__ACTION ITEM__: Reproduce exactly, from the data that follows, the line with "element was dropped.", the line with "item landed at.", and every line that lies between them.

-------- RECORDS

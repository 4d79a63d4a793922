//! Dense positioning for drag-and-drop reordering.
//!
//! Every structural change renumbers the affected sequence so positions are
//! exactly `0..len`. Because positions are recomputed from list order rather
//! than compared, there are never ties and no secondary sort key is needed,
//! and replaying the same move converges to the same order.
//!
//! The same functions back the client's optimistic moves, the application
//! of remote `*.moved` events, and the hub.

use crate::model::{Column, ColumnId, Task, TaskId};

/// An element of an ordered sibling sequence.
pub trait Positioned {
    /// Identifier type used to look the element up.
    type Id: PartialEq;

    /// Returns the element's identifier.
    fn id(&self) -> &Self::Id;

    /// Returns the element's current position.
    fn position(&self) -> u32;

    /// Overwrites the element's position.
    fn set_position(&mut self, position: u32);
}

impl Positioned for Task {
    type Id = TaskId;

    fn id(&self) -> &TaskId {
        &self.id
    }

    fn position(&self) -> u32 {
        self.position
    }

    fn set_position(&mut self, position: u32) {
        self.position = position;
    }
}

impl Positioned for Column {
    type Id = ColumnId;

    fn id(&self) -> &ColumnId {
        &self.id
    }

    fn position(&self) -> u32 {
        self.position
    }

    fn set_position(&mut self, position: u32) {
        self.position = position;
    }
}

/// Where an element was dropped.
#[derive(Debug, Clone, Copy, PartialEq, Eq)]
pub enum DropTarget<'a, Id> {
    /// Dropped onto an existing sibling: the element takes its place.
    Sibling(&'a Id),
    /// Dropped onto the container itself (e.g. an empty column): append.
    Container,
}

/// Converts a sequence index to a wire position.
#[must_use]
pub fn to_position(index: usize) -> u32 {
    u32::try_from(index).unwrap_or(u32::MAX)
}

/// Clamps a requested position to a valid insertion index for a sequence of
/// `len` elements, i.e. `[0, len]`.
#[must_use]
pub fn clamp_index(desired: u32, len: usize) -> usize {
    usize::try_from(desired).map_or(len, |d| d.min(len))
}

/// Rewrites positions to match sequence order (`0..len`).
pub fn renumber<T: Positioned>(items: &mut [T]) {
    for (index, item) in items.iter_mut().enumerate() {
        item.set_position(to_position(index));
    }
}

/// Stable-sorts by position, then renumbers densely.
pub fn normalize<T: Positioned>(items: &mut [T]) {
    items.sort_by_key(|item| item.position());
    renumber(items);
}

/// Returns `true` when positions are exactly `0..len` in sequence order.
#[must_use]
pub fn is_dense<T: Positioned>(items: &[T]) -> bool {
    items
        .iter()
        .enumerate()
        .all(|(index, item)| item.position() == to_position(index))
}

/// Returns the index of the element with `id`.
pub fn index_of<T: Positioned>(items: &[T], id: &T::Id) -> Option<usize> {
    items.iter().position(|item| item.id() == id)
}

/// Inserts `item` at `clamp(desired, 0, len)` and renumbers.
///
/// Returns the index the item landed at.
pub fn insert_at<T: Positioned>(items: &mut Vec<T>, item: T, desired: u32) -> usize {
    let index = clamp_index(desired, items.len());
    items.insert(index, item);
    renumber(items);
    index
}

/// Removes the element with `id` and renumbers the survivors.
pub fn remove<T: Positioned>(items: &mut Vec<T>, id: &T::Id) -> Option<T> {
    let index = index_of(items, id)?;
    let removed = items.remove(index);
    renumber(items);
    Some(removed)
}

/// Moves the element with `id` to `desired` within the same sequence.
///
/// Returns `(from, to)` indices, or `None` if the element is absent.
pub fn reorder<T: Positioned>(items: &mut Vec<T>, id: &T::Id, desired: u32) -> Option<(usize, usize)> {
    let from = index_of(items, id)?;
    let item = items.remove(from);
    let to = insert_at(items, item, desired);
    Some((from, to))
}

/// Moves the element with `id` from `source` into `target` at `desired`.
///
/// `prepare` runs on the element between removal and insertion, which is
/// where callers rewrite ownership (e.g. a task's column id). Both sequences
/// end up densely numbered.
///
/// Returns the index in `target`, or `None` if the element is not in
/// `source` (in which case neither sequence is touched).
pub fn transfer<T: Positioned>(
    source: &mut Vec<T>,
    target: &mut Vec<T>,
    id: &T::Id,
    desired: u32,
    prepare: impl FnOnce(&mut T),
) -> Option<usize> {
    let mut item = remove(source, id)?;
    prepare(&mut item);
    Some(insert_at(target, item, desired))
}

/// Resolves a drop target to the position the moved element should take.
///
/// Dropping onto a sibling yields that sibling's current position; dropping
/// onto the container (or onto a sibling that is no longer there) appends.
pub fn resolve_drop_position<T: Positioned>(siblings: &[T], target: DropTarget<'_, T::Id>) -> u32 {
    match target {
        DropTarget::Sibling(id) => siblings
            .iter()
            .find(|item| item.id() == id)
            .map_or_else(|| to_position(siblings.len()), |item| item.position()),
        DropTarget::Container => to_position(siblings.len()),
    }
}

----------------

__COMPLETED TASK__:
/// Where an element was dropped.
#[derive(Debug, Clone, Copy, PartialEq, Eq)]
pub enum DropTarget<'a, Id> {
    /// Dropped onto an existing sibling: the element takes its place.
    Sibling(&'a Id),
    /// Dropped onto the container itself (e.g. an empty column): append.
    Container,
}

/// Converts a sequence index to a wire position.
#[must_use]
pub fn to_position(index: usize) -> u32 {
    u32::try_from(index).unwrap_or(u32::MAX)
}

/// Clamps a requested position to a valid insertion index for a sequence of
/// `len` elements, i.e. `[0, len]`.
#[must_use]
pub fn clamp_index(desired: u32, len: usize) -> usize {
    usize::try_from(desired).map_or(len, |d| d.min(len))
}

/// Rewrites positions to match sequence order (`0..len`).
pub fn renumber<T: Positioned>(items: &mut [T]) {
    for (index, item) in items.iter_mut().enumerate() {
        item.set_position(to_position(index));
    }
}

/// Stable-sorts by position, then renumbers densely.
pub fn normalize<T: Positioned>(items: &mut [T]) {
    items.sort_by_key(|item| item.position());
    renumber(items);
}

/// Returns `true` when positions are exactly `0..len` in sequence order.
#[must_use]
pub fn is_dense<T: Positioned>(items: &[T]) -> bool {
    items
        .iter()
        .enumerate()
        .all(|(index, item)| item.position() == to_position(index))
}

/// Returns the index of the element with `id`.
pub fn index_of<T: Positioned>(items: &[T], id: &T::Id) -> Option<usize> {
    items.iter().position(|item| item.id() == id)
}

/// Inserts `item` at `clamp(desired, 0, len)` and renumbers.
///
/// Returns the index the item landed at.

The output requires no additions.